▸ WHAT TO DO:
The whole listing needs to be returned exactly as it appears.

▸ MATERIALS PROVIDED:
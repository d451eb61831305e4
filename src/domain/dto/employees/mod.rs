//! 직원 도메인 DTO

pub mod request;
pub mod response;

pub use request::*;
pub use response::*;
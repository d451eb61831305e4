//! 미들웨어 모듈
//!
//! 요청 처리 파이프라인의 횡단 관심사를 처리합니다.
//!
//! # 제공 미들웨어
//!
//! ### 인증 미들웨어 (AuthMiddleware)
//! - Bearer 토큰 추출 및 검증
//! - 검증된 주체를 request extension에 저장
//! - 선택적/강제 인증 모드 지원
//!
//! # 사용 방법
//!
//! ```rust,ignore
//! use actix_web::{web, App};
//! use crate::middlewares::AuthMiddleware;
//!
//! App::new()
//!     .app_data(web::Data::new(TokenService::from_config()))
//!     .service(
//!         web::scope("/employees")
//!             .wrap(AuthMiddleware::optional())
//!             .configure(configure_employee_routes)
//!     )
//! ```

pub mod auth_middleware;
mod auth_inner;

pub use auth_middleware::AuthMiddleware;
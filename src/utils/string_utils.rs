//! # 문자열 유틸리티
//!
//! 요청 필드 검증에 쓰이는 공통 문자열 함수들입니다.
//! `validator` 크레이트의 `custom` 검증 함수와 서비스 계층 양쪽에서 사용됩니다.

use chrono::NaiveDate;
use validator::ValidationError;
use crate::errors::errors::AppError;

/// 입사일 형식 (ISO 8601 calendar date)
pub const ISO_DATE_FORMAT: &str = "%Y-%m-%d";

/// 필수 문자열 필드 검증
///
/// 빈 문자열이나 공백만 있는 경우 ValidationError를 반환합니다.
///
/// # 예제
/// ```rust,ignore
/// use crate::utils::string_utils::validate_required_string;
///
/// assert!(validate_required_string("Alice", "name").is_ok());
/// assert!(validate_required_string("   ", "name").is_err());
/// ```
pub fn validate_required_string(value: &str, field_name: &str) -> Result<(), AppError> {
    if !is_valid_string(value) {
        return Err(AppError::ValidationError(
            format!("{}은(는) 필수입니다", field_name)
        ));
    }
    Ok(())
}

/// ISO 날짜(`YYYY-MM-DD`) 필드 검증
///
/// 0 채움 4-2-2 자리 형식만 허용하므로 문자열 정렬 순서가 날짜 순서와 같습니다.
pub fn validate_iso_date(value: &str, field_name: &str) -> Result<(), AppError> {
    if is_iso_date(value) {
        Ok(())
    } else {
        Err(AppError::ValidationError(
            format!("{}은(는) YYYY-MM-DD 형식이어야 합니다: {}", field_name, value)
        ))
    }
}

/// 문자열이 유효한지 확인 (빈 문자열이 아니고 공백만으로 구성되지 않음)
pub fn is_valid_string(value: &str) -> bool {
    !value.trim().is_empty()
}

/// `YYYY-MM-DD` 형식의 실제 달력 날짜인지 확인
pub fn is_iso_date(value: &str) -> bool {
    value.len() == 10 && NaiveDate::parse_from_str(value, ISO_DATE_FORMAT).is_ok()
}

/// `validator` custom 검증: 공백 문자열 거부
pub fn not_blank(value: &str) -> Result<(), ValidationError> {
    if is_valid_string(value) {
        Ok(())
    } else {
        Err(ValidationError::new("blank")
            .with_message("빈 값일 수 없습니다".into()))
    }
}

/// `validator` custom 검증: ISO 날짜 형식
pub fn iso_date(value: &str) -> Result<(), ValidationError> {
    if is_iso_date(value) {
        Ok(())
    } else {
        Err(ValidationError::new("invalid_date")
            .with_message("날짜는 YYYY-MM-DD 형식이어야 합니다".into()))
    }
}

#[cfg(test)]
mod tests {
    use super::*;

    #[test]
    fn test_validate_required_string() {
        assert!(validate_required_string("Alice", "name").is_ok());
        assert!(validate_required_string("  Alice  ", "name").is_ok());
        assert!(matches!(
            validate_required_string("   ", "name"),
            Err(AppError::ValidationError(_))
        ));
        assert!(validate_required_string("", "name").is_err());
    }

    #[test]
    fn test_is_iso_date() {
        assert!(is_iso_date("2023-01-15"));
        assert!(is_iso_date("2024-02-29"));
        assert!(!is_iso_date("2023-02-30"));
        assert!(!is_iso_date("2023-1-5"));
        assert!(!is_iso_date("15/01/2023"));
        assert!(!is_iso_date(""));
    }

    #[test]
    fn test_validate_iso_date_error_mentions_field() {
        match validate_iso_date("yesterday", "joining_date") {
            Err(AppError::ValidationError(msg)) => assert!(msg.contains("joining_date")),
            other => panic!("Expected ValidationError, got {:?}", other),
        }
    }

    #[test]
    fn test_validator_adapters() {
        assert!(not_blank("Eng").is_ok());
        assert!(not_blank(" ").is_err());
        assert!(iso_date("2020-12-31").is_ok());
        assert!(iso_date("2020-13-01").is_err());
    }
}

▸ RESPONSE:
repository d451eb61831305e4
filename src/domain/dto/employees/mod.rs
//! 직원 도메인 DTO

pub mod request;
pub mod response;

pub use request::*;
pub use response::*;
repository d451eb61831305e4
//! 미들웨어 모듈
//!
//! 요청 처리 파이프라인의 횡단 관심사를 처리합니다.
//!
//! # 제공 미들웨어
//!
//! ### 인증 미들웨어 (AuthMiddleware)
//! - Bearer 토큰 추출 및 검증
//! - 검증된 주체를 request extension에 저장
//! - 선택적/강제 인증 모드 지원
//!
//! # 사용 방법
//!
//! ```rust,ignore
//! use actix_web::{web, App};
//! use crate::middlewares::AuthMiddleware;
//!
//! App::new()
//!     .app_data(web::Data::new(TokenService::from_config()))
//!     .service(
//!         web::scope("/employees")
//!             .wrap(AuthMiddleware::optional())
//!             .configure(configure_employee_routes)
//!     )
//! ```

pub mod auth_middleware;
mod auth_inner;

pub use auth_middleware::AuthMiddleware;
filename src/utils/string_utils.rs
//! # 문자열 유틸리티
//!
//! 요청 필드 검증에 쓰이는 공통 문자열 함수들입니다.
//! `validator` 크레이트의 `custom` 검증 함수와 서비스 계층 양쪽에서 사용됩니다.

use chrono::NaiveDate;
use validator::ValidationError;
use crate::errors::errors::AppError;

/// 입사일 형식 (ISO 8601 calendar date)
pub const ISO_DATE_FORMAT: &str = "%Y-%m-%d";

/// 필수 문자열 필드 검증
///
/// 빈 문자열이나 공백만 있는 경우 ValidationError를 반환합니다.
///
/// # 예제
/// ```rust,ignore
/// use crate::utils::string_utils::validate_required_string;
///
/// assert!(validate_required_string("Alice", "name").is_ok());
/// assert!(validate_required_string("   ", "name").is_err());
/// ```
pub fn validate_required_string(value: &str, field_name: &str) -> Result<(), AppError> {
    if !is_valid_string(value) {
        return Err(AppError::ValidationError(
            format!("{}은(는) 필수입니다", field_name)
        ));
    }
    Ok(())
}

/// ISO 날짜(`YYYY-MM-DD`) 필드 검증
///
/// 0 채움 4-2-2 자리 형식만 허용하므로 문자열 정렬 순서가 날짜 순서와 같습니다.
pub fn validate_iso_date(value: &str, field_name: &str) -> Result<(), AppError> {
    if is_iso_date(value) {
        Ok(())
    } else {
        Err(AppError::ValidationError(
            format!("{}은(는) YYYY-MM-DD 형식이어야 합니다: {}", field_name, value)
        ))
    }
}

/// 문자열이 유효한지 확인 (빈 문자열이 아니고 공백만으로 구성되지 않음)
pub fn is_valid_string(value: &str) -> bool {
    !value.trim().is_empty()
}

/// `YYYY-MM-DD` 형식의 실제 달력 날짜인지 확인
pub fn is_iso_date(value: &str) -> bool {
    value.len() == 10 && NaiveDate::parse_from_str(value, ISO_DATE_FORMAT).is_ok()
}

/// `validator` custom 검증: 공백 문자열 거부
pub fn not_blank(value: &str) -> Result<(), ValidationError> {
    if is_valid_string(value) {
        Ok(())
    } else {
        Err(ValidationError::new("blank")
            .with_message("빈 값일 수 없습니다".into()))
    }
}

/// `validator` custom 검증: ISO 날짜 형식
pub fn iso_date(value: &str) -> Result<(), ValidationError> {
    if is_iso_date(value) {
        Ok(())
    } else {
        Err(ValidationError::new("invalid_date")
            .with_message("날짜는 YYYY-MM-DD 형식이어야 합니다".into()))
    }
}

#[cfg(test)]
mod tests {
    use super::*;

    #[test]
    fn test_validate_required_string() {
        assert!(validate_required_string("Alice", "name").is_ok());
        assert!(validate_required_string("  Alice  ", "name").is_ok());
        assert!(matches!(
            validate_required_string("   ", "name"),
            Err(AppError::ValidationError(_))
        ));
        assert!(validate_required_string("", "name").is_err());
    }

    #[test]
    fn test_is_iso_date() {
        assert!(is_iso_date("2023-01-15"));
        assert!(is_iso_date("2024-02-29"));
        assert!(!is_iso_date("2023-02-30"));
        assert!(!is_iso_date("2023-1-5"));
        assert!(!is_iso_date("15/01/2023"));
        assert!(!is_iso_date(""));
    }

    #[test]
    fn test_validate_iso_date_error_mentions_field() {
        match validate_iso_date("yesterday", "joining_date") {
            Err(AppError::ValidationError(msg)) => assert!(msg.contains("joining_date")),
            other => panic!("Expected ValidationError, got {:?}", other),
        }
    }

    #[test]
    fn test_validator_adapters() {
        assert!(not_blank("Eng").is_ok());
        assert!(not_blank(" ").is_err());
        assert!(iso_date("2020-12-31").is_ok());
        assert!(iso_date("2020-13-01").is_err());
    }
}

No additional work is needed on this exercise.